### [Description of the task]
Below are entries. Reproduce exactly the lines between the line holding "15 byte record." and the line holding "async fn test_purge_only_touches_its_namespace()", inclusive, and only those.

### [Data]
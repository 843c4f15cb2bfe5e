//! Storefront demo: product listings, product pages and store configuration cached by
//! three engines with different timings, sharing one persistent tier.
//!
//! Run with `RUST_LOG=swr_engine=debug` to watch revalidation. Set
//! `STOREFRONT_REDIS_URL` to persist into Redis instead of the flat store.

use serde::{Deserialize, Serialize};
use std::sync::Arc;
use std::sync::atomic::{AtomicU64, Ordering};
use std::time::Duration;
use swr_engine::{
    CacheConfig, CacheError, CacheKey, CacheRegistryBuilder, FetchOptions, PersistenceConfig,
    PersistentStore, PlaceholderFallback, SilentFallback, SwrEngine,
};
use tracing_subscriber::EnvFilter;

#[derive(Clone, Debug, Serialize, Deserialize)]
struct Product {
    id: u64,
    name: String,
    price_cents: u64,
}

#[derive(Clone, Debug, Serialize, Deserialize)]
struct StoreSettings {
    name: String,
    currency: String,
}

fn sample_products() -> Vec<Product> {
    vec![Product {
        id: 0,
        name: "Sample product".into(),
        price_cents: 0,
    }]
}

/// Pretend API whose prices drift every call.
#[derive(Clone, Default)]
struct StoreApi {
    calls: Arc<AtomicU64>,
}

impl StoreApi {
    async fn list_products(&self, key: CacheKey) -> Result<Vec<Product>, CacheError> {
        let n = self.calls.fetch_add(1, Ordering::SeqCst);
        tokio::time::sleep(Duration::from_millis(100)).await;
        println!("  [api] listing {} (call #{})", key, n + 1);
        Ok(vec![
            Product {
                id: 1,
                name: "Mug".into(),
                price_cents: 1_200 + n,
            },
            Product {
                id: 2,
                name: "Poster".into(),
                price_cents: 2_500,
            },
        ])
    }

    async fn product(&self, key: CacheKey) -> Result<Product, CacheError> {
        self.calls.fetch_add(1, Ordering::SeqCst);
        Err(CacheError::not_found(key.as_str()))
    }

    async fn settings(&self, _key: CacheKey) -> Result<StoreSettings, CacheError> {
        self.calls.fetch_add(1, Ordering::SeqCst);
        Ok(StoreSettings {
            name: "Acme Goods".into(),
            currency: "EUR".into(),
        })
    }
}

#[tokio::main]
async fn main() -> Result<(), Box<dyn std::error::Error>> {
    tracing_subscriber::fmt()
        .with_env_filter(EnvFilter::from_default_env())
        .init();

    let listing_config = CacheConfig {
        stale_time_ms: 500,
        cache_time_ms: 5_000,
        background_refetch_interval_ms: 1_000,
        ..CacheConfig::from_env("STOREFRONT_CACHE")?
    };
    let settings_config = CacheConfig {
        stale_time_ms: 60_000,
        cache_time_ms: 600_000,
        ..CacheConfig::from_env("STOREFRONT_CACHE")?
    };
    let persistence = PersistenceConfig::from_env("STOREFRONT");

    let listings: SwrEngine<Vec<Product>> = SwrEngine::builder("products", listing_config.clone())
        .persistent(
            PersistentStore::probe("products", &listing_config.schema_version, &persistence)
                .await?,
        )
        .fallback(PlaceholderFallback::new(sample_products()))
        .build()?;
    let products: SwrEngine<Product> = SwrEngine::new("product", listing_config.clone())?;
    let settings: SwrEngine<StoreSettings> = SwrEngine::builder("config", settings_config)
        .fallback(SilentFallback)
        .build()?;

    let registry = CacheRegistryBuilder::new()
        .add("products", listings)
        .add("product", products)
        .add("config", settings)
        .build();
    println!("Registered engines: {:?}", registry.names());
    registry.start_revalidation();

    let api = StoreApi::default();
    let listings = registry
        .engine::<Vec<Product>>("products")
        .ok_or("products engine missing")?;
    let key = CacheKey::products("acme");

    let _sub = listings.subscribe(&key, |update| {
        let prices: Vec<u64> = update
            .data
            .iter()
            .flatten()
            .map(|p| p.price_cents)
            .collect();
        println!(
            "  [subscriber] prices={:?} validating={} error={:?}",
            prices, update.is_validating, update.error
        );
    });

    println!("\n1. Cold fetch (blocks on the API)");
    let api_clone = api.clone();
    let loader = move |k: CacheKey| {
        let api = api_clone.clone();
        async move { api.list_products(k).await }
    };
    let first = listings.fetch(&key, loader.clone(), FetchOptions::default()).await?;
    println!("   -> {} products", first.data.len());

    println!("\n2. Fresh fetch (served from memory)");
    listings.fetch(&key, loader.clone(), FetchOptions::default()).await?;

    println!("\n3. Stale fetch (served immediately, revalidated in the background)");
    tokio::time::sleep(Duration::from_millis(700)).await;
    let stale = listings.fetch(&key, loader.clone(), FetchOptions::default()).await?;
    println!("   -> is_validating={}", stale.is_validating);
    tokio::time::sleep(Duration::from_millis(300)).await;

    println!("\n4. Optimistic price edit");
    let mut edited = stale.data.clone();
    if let Some(mug) = edited.first_mut() {
        mug.price_cents = 999;
    }
    listings.mutate(&key, Some(edited), false).await?;

    println!("\n5. Missing product page");
    let product_engine = registry
        .engine::<Product>("product")
        .ok_or("product engine missing")?;
    let api_clone = api.clone();
    let result = product_engine
        .fetch(
            &CacheKey::product(404, "acme"),
            move |k| {
                let api = api_clone.clone();
                async move { api.product(k).await }
            },
            FetchOptions::default(),
        )
        .await;
    println!("   -> {:?}", result.err());

    println!("\n6. Store settings");
    let settings = registry
        .engine::<StoreSettings>("config")
        .ok_or("config engine missing")?;
    let api_clone = api.clone();
    let store = settings
        .fetch(
            &CacheKey::config("acme"),
            move |k| {
                let api = api_clone.clone();
                async move { api.settings(k).await }
            },
            FetchOptions::default(),
        )
        .await?;
    println!("   -> {} ({})", store.data.name, store.data.currency);

    println!("\n7. Background revalidation of the observed listing");
    tokio::time::sleep(Duration::from_millis(1_500)).await;

    registry.shutdown();
    println!("\nAPI calls made: {}", api.calls.load(Ordering::SeqCst));
    Ok(())
}
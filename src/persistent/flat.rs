use async_trait::async_trait;
use std::collections::HashMap;
use std::fs;
use std::sync::atomic::{AtomicU64, Ordering};
use std::sync::{Mutex, MutexGuard};

use crate::config::FlatStoreConfig;
use crate::error::CacheError;
use crate::persistent::PersistentBackend;
use crate::utils::build_cache_key;

/// Flat string-keyed store with a byte quota.
///
/// The map itself lives behind a short-lived lock. The store counts the bytes of every key
/// and record it holds; a write that would exceed `max_bytes` fails with
/// [`CacheError::QuotaExceeded`] and leaves the store unchanged, so the caller can purge and
/// retry.
///
/// With a `path` configured, the whole map is mirrored to a JSON file after every change
/// and reloaded on construction. Snapshots are taken under the lock and numbered; the file
/// is written after the lock is released and never goes back to an older snapshot.
pub struct FlatStringStore {
    state: Mutex<HashMap<String, String>>,
    config: FlatStoreConfig,
    generation: AtomicU64,
    /// Generation of the snapshot last written to the mirror file.
    written: tokio::sync::Mutex<u64>,
}

/// Serialized copy of the map, tagged with the change that produced it.
struct Snapshot {
    generation: u64,
    raw: String,
}

impl FlatStringStore {
    /// Create the store, reading the mirror file if one is configured and present.
    pub fn new(config: FlatStoreConfig) -> Result<Self, CacheError> {
        let mut records = HashMap::new();

        if let Some(path) = &config.path
            && path.exists()
        {
            let raw = fs::read_to_string(path).map_err(|e| {
                CacheError::persistence("flat", "", format!("Failed to read {:?}: {}", path, e))
            })?;
            match serde_json::from_str(&raw) {
                Ok(loaded) => records = loaded,
                Err(e) => {
                    tracing::warn!("Ignoring unreadable flat store file {:?}: {}", path, e);
                }
            }
        }

        Ok(FlatStringStore {
            state: Mutex::new(records),
            config,
            generation: AtomicU64::new(0),
            written: tokio::sync::Mutex::new(0),
        })
    }

    /// Bytes currently used by keys and records.
    pub fn used_bytes(&self) -> usize {
        Self::size_of(&self.lock())
    }

    pub fn len(&self) -> usize {
        self.lock().len()
    }

    pub fn is_empty(&self) -> bool {
        self.lock().is_empty()
    }

    fn lock(&self) -> MutexGuard<'_, HashMap<String, String>> {
        self.state.lock().unwrap_or_else(|poisoned| poisoned.into_inner())
    }

    fn size_of(records: &HashMap<String, String>) -> usize {
        records.iter().map(|(k, v)| k.len() + v.len()).sum()
    }

    /// Capture the map after a change. Must be called with the state lock held.
    fn snapshot(&self, records: &HashMap<String, String>) -> Result<Option<Snapshot>, CacheError> {
        if self.config.path.is_none() {
            return Ok(None);
        }
        let raw = serde_json::to_string(records)
            .map_err(|e| CacheError::Serialization(format!("Serialization failed: {}", e)))?;
        let generation = self.generation.fetch_add(1, Ordering::SeqCst) + 1;
        Ok(Some(Snapshot { generation, raw }))
    }

    async fn write_mirror(&self, snapshot: Option<Snapshot>) -> Result<(), CacheError> {
        let (Some(path), Some(snapshot)) = (&self.config.path, snapshot) else {
            return Ok(());
        };

        let mut written = self.written.lock().await;
        if snapshot.generation <= *written {
            tracing::trace!(
                "Skipping superseded flat store snapshot: generation={}",
                snapshot.generation
            );
            return Ok(());
        }
        tokio::fs::write(path, snapshot.raw).await.map_err(|e| {
            CacheError::persistence("flat", "", format!("Failed to write {:?}: {}", path, e))
        })?;
        *written = snapshot.generation;
        Ok(())
    }
}

#[async_trait]
impl PersistentBackend for FlatStringStore {
    fn name(&self) -> &'static str {
        "flat"
    }

    async fn load(&self, namespace: &str, key: &str) -> Result<Option<String>, CacheError> {
        let cache_key = build_cache_key(&namespace, key);
        Ok(self.lock().get(&cache_key).cloned())
    }

    async fn save(&self, namespace: &str, key: &str, record: String) -> Result<(), CacheError> {
        let cache_key = build_cache_key(&namespace, key);
        let snapshot = {
            let mut state = self.lock();

            let replaced = state
                .get(&cache_key)
                .map(|old| cache_key.len() + old.len())
                .unwrap_or(0);
            let needed = Self::size_of(&state) - replaced + cache_key.len() + record.len();
            if needed > self.config.max_bytes {
                return Err(CacheError::quota_exceeded("flat", key));
            }

            state.insert(cache_key, record);
            self.snapshot(&state)?
        };
        self.write_mirror(snapshot).await
    }

    async fn remove(&self, namespace: &str, keys: &[&str]) -> Result<(), CacheError> {
        let snapshot = {
            let mut state = self.lock();
            for key in keys {
                state.remove(&build_cache_key(&namespace, key));
            }
            self.snapshot(&state)?
        };
        self.write_mirror(snapshot).await
    }

    async fn purge(&self, namespace: &str) -> Result<usize, CacheError> {
        let prefix = build_cache_key(&namespace, "");
        let (removed, snapshot) = {
            let mut state = self.lock();
            let before = state.len();
            state.retain(|k, _| !k.starts_with(&prefix));
            (before - state.len(), self.snapshot(&state)?)
        };
        self.write_mirror(snapshot).await?;
        Ok(removed)
    }
}

#[cfg(test)]
mod tests {
    use super::*;
    use futures::future::join_all;

    fn store(max_bytes: usize) -> FlatStringStore {
        FlatStringStore::new(FlatStoreConfig {
            max_bytes,
            path: None,
        })
        .unwrap()
    }

    #[tokio::test]
    async fn test_load_save_remove() {
        let store = store(1024);

        assert!(store.load("products", "k").await.unwrap().is_none());

        store.save("products", "k", "v".to_string()).await.unwrap();
        assert_eq!(store.load("products", "k").await.unwrap().as_deref(), Some("v"));

        store.remove("products", &["k"]).await.unwrap();
        assert!(store.load("products", "k").await.unwrap().is_none());
    }

    #[tokio::test]
    async fn test_quota_exceeded_leaves_store_unchanged() {
        let store = store(32);
        store.save("ns", "a", "1234".to_string()).await.unwrap();
        let used = store.used_bytes();

        let err = store
            .save("ns", "b", "x".repeat(64))
            .await
            .unwrap_err();
        assert!(matches!(err, CacheError::QuotaExceeded { .. }));
        assert_eq!(store.used_bytes(), used);
        assert_eq!(store.len(), 1);
    }

    #[tokio::test]
    async fn test_overwrite_does_not_double_count() {
        let store = store(20);
        // "ns::a" is 5 bytes, leaving room for a 15 byte record.
        store.save("ns", "a", "x".repeat(15)).await.unwrap();
        store.save("ns", "a", "y".repeat(15)).await.unwrap();
        assert_eq!(store.used_bytes(), 20);
    }

    #[tokio::test]
    async fn test_purge_only_touches_its_namespace() {
        let store = store(1024);
        store.save("products", "a", "1".to_string()).await.unwrap();
        store.save("products", "b", "2".to_string()).await.unwrap();
        store.save("config", "a", "3".to_string()).await.unwrap();

        assert_eq!(store.purge("products").await.unwrap(), 2);
        assert!(store.load("products", "a").await.unwrap().is_none());
        assert_eq!(store.load("config", "a").await.unwrap().as_deref(), Some("3"));
    }

    #[tokio::test]
    async fn test_mirror_file_survives_restart() {
        let dir = tempfile::tempdir().unwrap();
        let config = FlatStoreConfig {
            max_bytes: 1024,
            path: Some(dir.path().join("swr.json")),
        };

        let store = FlatStringStore::new(config.clone()).unwrap();
        store.save("config", "acme", "{}".to_string()).await.unwrap();
        drop(store);

        let reopened = FlatStringStore::new(config).unwrap();
        assert_eq!(
            reopened.load("config", "acme").await.unwrap().as_deref(),
            Some("{}")
        );
    }

    #[tokio::test]
    async fn test_concurrent_saves_reach_the_mirror_file() {
        let dir = tempfile::tempdir().unwrap();
        let config = FlatStoreConfig {
            max_bytes: 64 * 1024,
            path: Some(dir.path().join("swr.json")),
        };
        let store = FlatStringStore::new(config.clone()).unwrap();

        let keys: Vec<String> = (0..20).map(|i| format!("store-{}", i)).collect();
        let results = join_all(
            keys.iter()
                .map(|key| store.save("products", key, format!("\"{}\"", key))),
        )
        .await;
        assert!(results.iter().all(Result::is_ok));
        drop(store);

        // The last snapshot written holds every record.
        let reopened = FlatStringStore::new(config).unwrap();
        assert_eq!(reopened.len(), 20);
        assert_eq!(
            reopened.load("products", "store-7").await.unwrap().as_deref(),
            Some("\"store-7\"")
        );
    }
}
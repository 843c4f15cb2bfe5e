use std::env;

/// Configuration for benchmarks, loaded from environment variables.
#[derive(Debug, Clone)]
pub struct BenchConfig {
    /// Redis URL (from REDIS_URL env var). Redis-backed groups are skipped without it.
    pub redis_url: Option<String>,

    /// Simulated origin latency in milliseconds (from ORIGIN_LATENCY_MS env var, defaults to 20)
    pub origin_latency_ms: u64,

    /// Sample size for benchmarks (from BENCH_SAMPLE_SIZE env var, defaults to 100)
    pub sample_size: usize,
}

impl Default for BenchConfig {
    fn default() -> Self {
        Self {
            redis_url: env::var("REDIS_URL").ok(),
            origin_latency_ms: env::var("ORIGIN_LATENCY_MS")
                .ok()
                .and_then(|s| s.parse().ok())
                .unwrap_or(20),
            sample_size: env::var("BENCH_SAMPLE_SIZE")
                .ok()
                .and_then(|s| s.parse().ok())
                .unwrap_or(100),
        }
    }
}

impl BenchConfig {
    pub fn new() -> Self {
        let config = Self::default();
        eprintln!("Benchmark Configuration:");
        eprintln!(
            "  Redis URL: {}",
            config.redis_url.as_deref().unwrap_or("(not set, skipping redis)")
        );
        eprintln!("  Origin Latency: {}ms", config.origin_latency_ms);
        eprintln!("  Sample Size: {}", config.sample_size);
        config
    }
}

### [Solution for this problem]
        // "ns::a" is 5 bytes, leaving room for a 15 byte record.
        store.save("ns", "a", "x".repeat(15)).await.unwrap();
        store.save("ns", "a", "y".repeat(15)).await.unwrap();
        assert_eq!(store.used_bytes(), 20);
    }

    #[tokio::test]
    async fn test_purge_only_touches_its_namespace() {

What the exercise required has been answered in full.